Transcribe the entire listing faithfully; every line must match the original.

*Records supplied:*
# # #

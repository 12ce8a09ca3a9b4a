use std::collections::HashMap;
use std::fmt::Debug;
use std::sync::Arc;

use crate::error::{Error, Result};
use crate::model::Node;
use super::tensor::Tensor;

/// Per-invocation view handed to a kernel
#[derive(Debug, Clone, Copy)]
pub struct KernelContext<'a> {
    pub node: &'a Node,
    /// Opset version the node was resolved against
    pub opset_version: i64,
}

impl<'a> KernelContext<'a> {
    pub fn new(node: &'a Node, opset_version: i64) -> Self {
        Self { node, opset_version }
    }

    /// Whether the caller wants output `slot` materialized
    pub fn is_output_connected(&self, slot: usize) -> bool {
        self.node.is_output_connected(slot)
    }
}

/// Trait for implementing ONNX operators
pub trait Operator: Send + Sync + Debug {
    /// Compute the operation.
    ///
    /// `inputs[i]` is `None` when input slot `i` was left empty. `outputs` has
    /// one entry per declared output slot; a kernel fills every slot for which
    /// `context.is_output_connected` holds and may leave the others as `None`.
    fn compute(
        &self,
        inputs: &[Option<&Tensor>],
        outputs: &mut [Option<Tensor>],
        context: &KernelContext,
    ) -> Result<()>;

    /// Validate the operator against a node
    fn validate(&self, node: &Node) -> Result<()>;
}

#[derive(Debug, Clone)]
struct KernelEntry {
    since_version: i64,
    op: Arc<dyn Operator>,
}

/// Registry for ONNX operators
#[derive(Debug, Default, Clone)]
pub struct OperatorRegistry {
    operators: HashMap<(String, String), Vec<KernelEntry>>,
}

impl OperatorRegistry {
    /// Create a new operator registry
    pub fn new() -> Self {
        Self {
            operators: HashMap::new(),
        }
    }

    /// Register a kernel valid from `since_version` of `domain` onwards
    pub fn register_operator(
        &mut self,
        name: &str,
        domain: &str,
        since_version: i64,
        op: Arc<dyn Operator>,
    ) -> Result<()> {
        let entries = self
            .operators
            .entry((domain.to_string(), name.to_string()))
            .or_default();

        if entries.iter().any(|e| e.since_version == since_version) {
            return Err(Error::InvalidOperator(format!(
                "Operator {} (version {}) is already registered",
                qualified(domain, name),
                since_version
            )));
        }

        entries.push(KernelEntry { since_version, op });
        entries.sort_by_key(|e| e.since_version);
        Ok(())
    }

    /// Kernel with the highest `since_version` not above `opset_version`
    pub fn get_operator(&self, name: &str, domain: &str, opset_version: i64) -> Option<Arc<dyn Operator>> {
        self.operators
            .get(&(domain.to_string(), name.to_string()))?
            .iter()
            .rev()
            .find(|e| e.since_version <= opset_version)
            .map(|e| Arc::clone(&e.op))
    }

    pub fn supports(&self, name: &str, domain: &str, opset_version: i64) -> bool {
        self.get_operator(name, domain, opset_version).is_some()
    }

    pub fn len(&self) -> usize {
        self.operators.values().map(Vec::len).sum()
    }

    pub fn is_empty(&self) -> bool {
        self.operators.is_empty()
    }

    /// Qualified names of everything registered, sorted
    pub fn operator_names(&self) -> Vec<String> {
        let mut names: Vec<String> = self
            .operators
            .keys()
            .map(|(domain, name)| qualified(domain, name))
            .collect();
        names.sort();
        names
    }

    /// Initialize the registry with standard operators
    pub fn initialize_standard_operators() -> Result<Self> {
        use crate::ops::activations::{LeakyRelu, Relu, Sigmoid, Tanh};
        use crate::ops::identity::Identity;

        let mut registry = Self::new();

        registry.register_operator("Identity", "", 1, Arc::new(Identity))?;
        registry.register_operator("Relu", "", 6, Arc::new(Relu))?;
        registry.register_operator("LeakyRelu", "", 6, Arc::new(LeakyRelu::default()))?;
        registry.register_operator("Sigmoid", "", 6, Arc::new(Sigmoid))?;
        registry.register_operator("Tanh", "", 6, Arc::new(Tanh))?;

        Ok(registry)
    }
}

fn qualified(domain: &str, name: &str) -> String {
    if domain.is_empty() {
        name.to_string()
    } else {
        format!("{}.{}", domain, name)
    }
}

# # #

*Result:*
repository 12ce8a09ca3a9b4a
use std::collections::HashMap;
use std::fmt::Debug;
use std::sync::Arc;

use crate::error::{Error, Result};
use crate::model::Node;
use super::tensor::Tensor;

/// Per-invocation view handed to a kernel
#[derive(Debug, Clone, Copy)]
pub struct KernelContext<'a> {
    pub node: &'a Node,
    /// Opset version the node was resolved against
    pub opset_version: i64,
}

impl<'a> KernelContext<'a> {
    pub fn new(node: &'a Node, opset_version: i64) -> Self {
        Self { node, opset_version }
    }

    /// Whether the caller wants output `slot` materialized
    pub fn is_output_connected(&self, slot: usize) -> bool {
        self.node.is_output_connected(slot)
    }
}

/// Trait for implementing ONNX operators
pub trait Operator: Send + Sync + Debug {
    /// Compute the operation.
    ///
    /// `inputs[i]` is `None` when input slot `i` was left empty. `outputs` has
    /// one entry per declared output slot; a kernel fills every slot for which
    /// `context.is_output_connected` holds and may leave the others as `None`.
    fn compute(
        &self,
        inputs: &[Option<&Tensor>],
        outputs: &mut [Option<Tensor>],
        context: &KernelContext,
    ) -> Result<()>;

    /// Validate the operator against a node
    fn validate(&self, node: &Node) -> Result<()>;
}

#[derive(Debug, Clone)]
struct KernelEntry {
    since_version: i64,
    op: Arc<dyn Operator>,
}

/// Registry for ONNX operators
#[derive(Debug, Default, Clone)]
pub struct OperatorRegistry {
    operators: HashMap<(String, String), Vec<KernelEntry>>,
}

impl OperatorRegistry {
    /// Create a new operator registry
    pub fn new() -> Self {
        Self {
            operators: HashMap::new(),
        }
    }

    /// Register a kernel valid from `since_version` of `domain` onwards
    pub fn register_operator(
        &mut self,
        name: &str,
        domain: &str,
        since_version: i64,
        op: Arc<dyn Operator>,
    ) -> Result<()> {
        let entries = self
            .operators
            .entry((domain.to_string(), name.to_string()))
            .or_default();

        if entries.iter().any(|e| e.since_version == since_version) {
            return Err(Error::InvalidOperator(format!(
                "Operator {} (version {}) is already registered",
                qualified(domain, name),
                since_version
            )));
        }

        entries.push(KernelEntry { since_version, op });
        entries.sort_by_key(|e| e.since_version);
        Ok(())
    }

    /// Kernel with the highest `since_version` not above `opset_version`
    pub fn get_operator(&self, name: &str, domain: &str, opset_version: i64) -> Option<Arc<dyn Operator>> {
        self.operators
            .get(&(domain.to_string(), name.to_string()))?
            .iter()
            .rev()
            .find(|e| e.since_version <= opset_version)
            .map(|e| Arc::clone(&e.op))
    }

    pub fn supports(&self, name: &str, domain: &str, opset_version: i64) -> bool {
        self.get_operator(name, domain, opset_version).is_some()
    }

    pub fn len(&self) -> usize {
        self.operators.values().map(Vec::len).sum()
    }

    pub fn is_empty(&self) -> bool {
        self.operators.is_empty()
    }

    /// Qualified names of everything registered, sorted
    pub fn operator_names(&self) -> Vec<String> {
        let mut names: Vec<String> = self
            .operators
            .keys()
            .map(|(domain, name)| qualified(domain, name))
            .collect();
        names.sort();
        names
    }

    /// Initialize the registry with standard operators
    pub fn initialize_standard_operators() -> Result<Self> {
        use crate::ops::activations::{LeakyRelu, Relu, Sigmoid, Tanh};
        use crate::ops::identity::Identity;

        let mut registry = Self::new();

        registry.register_operator("Identity", "", 1, Arc::new(Identity))?;
        registry.register_operator("Relu", "", 6, Arc::new(Relu))?;
        registry.register_operator("LeakyRelu", "", 6, Arc::new(LeakyRelu::default()))?;
        registry.register_operator("Sigmoid", "", 6, Arc::new(Sigmoid))?;
        registry.register_operator("Tanh", "", 6, Arc::new(Tanh))?;

        Ok(registry)
    }
}

fn qualified(domain: &str, name: &str) -> String {
    if domain.is_empty() {
        name.to_string()
    } else {
        format!("{}.{}", domain, name)
    }
}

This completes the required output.